--- Provided records Enclosed Below ---

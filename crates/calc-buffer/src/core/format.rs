//! Textual form of a result, written back into the buffer after `=`
//!
//! Digits are the shortest string that round-trips to the same `f64`. Layout
//! matches how browsers stringify numbers: plain decimals for magnitudes in
//! `[1e-7, 1e21)` and `d.ddde±x` outside that range, so `0.1 + 0.2` shows as
//! `0.30000000000000004` and `1e21` as `1e+21`.

/// Largest decimal exponent (exclusive) printed without an exponent part
const MAX_PLAIN_EXPONENT: i32 = 21;
/// Smallest decimal exponent (exclusive) printed without an exponent part
const MIN_PLAIN_EXPONENT: i32 = -6;

/// Formats a number for the expression buffer
#[must_use]
pub fn format_number(value: f64) -> String {
    if value.is_nan() {
        return "NaN".to_string();
    }
    if value.is_infinite() {
        return if value > 0.0 { "Infinity" } else { "-Infinity" }.to_string();
    }
    // Covers -0 as well
    if value == 0.0 {
        return "0".to_string();
    }

    let scientific = format!("{:e}", value.abs());
    let Some((mantissa, exponent)) = scientific.split_once('e') else {
        return value.to_string();
    };
    let Ok(exponent) = exponent.parse::<i32>() else {
        return value.to_string();
    };

    let digits: String = mantissa.chars().filter(char::is_ascii_digit).collect();
    let body = layout(&digits, exponent + 1);

    if value.is_sign_negative() {
        format!("-{body}")
    } else {
        body
    }
}

/// Lays out significant `digits` with the decimal point after `point`
/// digits (negative means leading zeros after the point).
fn layout(digits: &str, point: i32) -> String {
    let len = digits.len() as i32;

    if len <= point && point <= MAX_PLAIN_EXPONENT {
        format!("{digits}{}", "0".repeat((point - len) as usize))
    } else if 0 < point && point <= MAX_PLAIN_EXPONENT {
        let (int_part, frac_part) = digits.split_at(point as usize);
        format!("{int_part}.{frac_part}")
    } else if MIN_PLAIN_EXPONENT < point && point <= 0 {
        format!("0.{}{digits}", "0".repeat((-point) as usize))
    } else {
        let exp = point - 1;
        let sign = if exp < 0 { '-' } else { '+' };
        let (lead, rest) = digits.split_at(1);
        if rest.is_empty() {
            format!("{lead}e{sign}{}", exp.abs())
        } else {
            format!("{lead}.{rest}e{sign}{}", exp.abs())
        }
    }
}

#[cfg(test)]
mod tests {
    use super::*;

    #[test]
    fn test_format_integers() {
        assert_eq!(format_number(14.0), "14");
        assert_eq!(format_number(-5.0), "-5");
        assert_eq!(format_number(1000.0), "1000");
    }

    #[test]
    fn test_format_zero_and_negative_zero() {
        assert_eq!(format_number(0.0), "0");
        assert_eq!(format_number(-0.0), "0");
    }

    #[test]
    fn test_format_decimals() {
        assert_eq!(format_number(3.5), "3.5");
        assert_eq!(format_number(123.456), "123.456");
        assert_eq!(format_number(-0.25), "-0.25");
    }

    #[test]
    fn test_format_shortest_roundtrip() {
        assert_eq!(format_number(0.1 + 0.2), "0.30000000000000004");
        assert_eq!(format_number(1.0 / 3.0), "0.3333333333333333");
    }

    #[test]
    fn test_format_small_magnitudes() {
        assert_eq!(format_number(0.000_001_5), "0.0000015");
        assert_eq!(format_number(0.000_001), "0.000001");
        assert_eq!(format_number(1e-7), "1e-7");
        assert_eq!(format_number(1.25e-10), "1.25e-10");
    }

    #[test]
    fn test_format_large_magnitudes() {
        assert_eq!(format_number(1e20), "100000000000000000000");
        assert_eq!(format_number(1e21), "1e+21");
        assert_eq!(format_number(2.5e25), "2.5e+25");
        assert_eq!(format_number(-1e300), "-1e+300");
    }

    #[test]
    fn test_format_non_finite() {
        assert_eq!(format_number(f64::NAN), "NaN");
        assert_eq!(format_number(f64::INFINITY), "Infinity");
        assert_eq!(format_number(f64::NEG_INFINITY), "-Infinity");
    }

    #[test]
    fn test_format_plain_output_reparses() {
        for value in [14.0, 3.5, 0.1 + 0.2, 1e20, 0.000_001_5, 987_654.321] {
            let text = format_number(value);
            assert_eq!(text.parse::<f64>().unwrap(), value, "{text}");
        }
    }
}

--- End of Enclosed Provided records ---

**What you need to do**:
Your response should be the lines of the entries above that include the string "repeat".

**Exercise output**:
        format!("{digits}{}", "0".repeat((point - len) as usize))
        format!("0.{}{digits}", "0".repeat((-point) as usize))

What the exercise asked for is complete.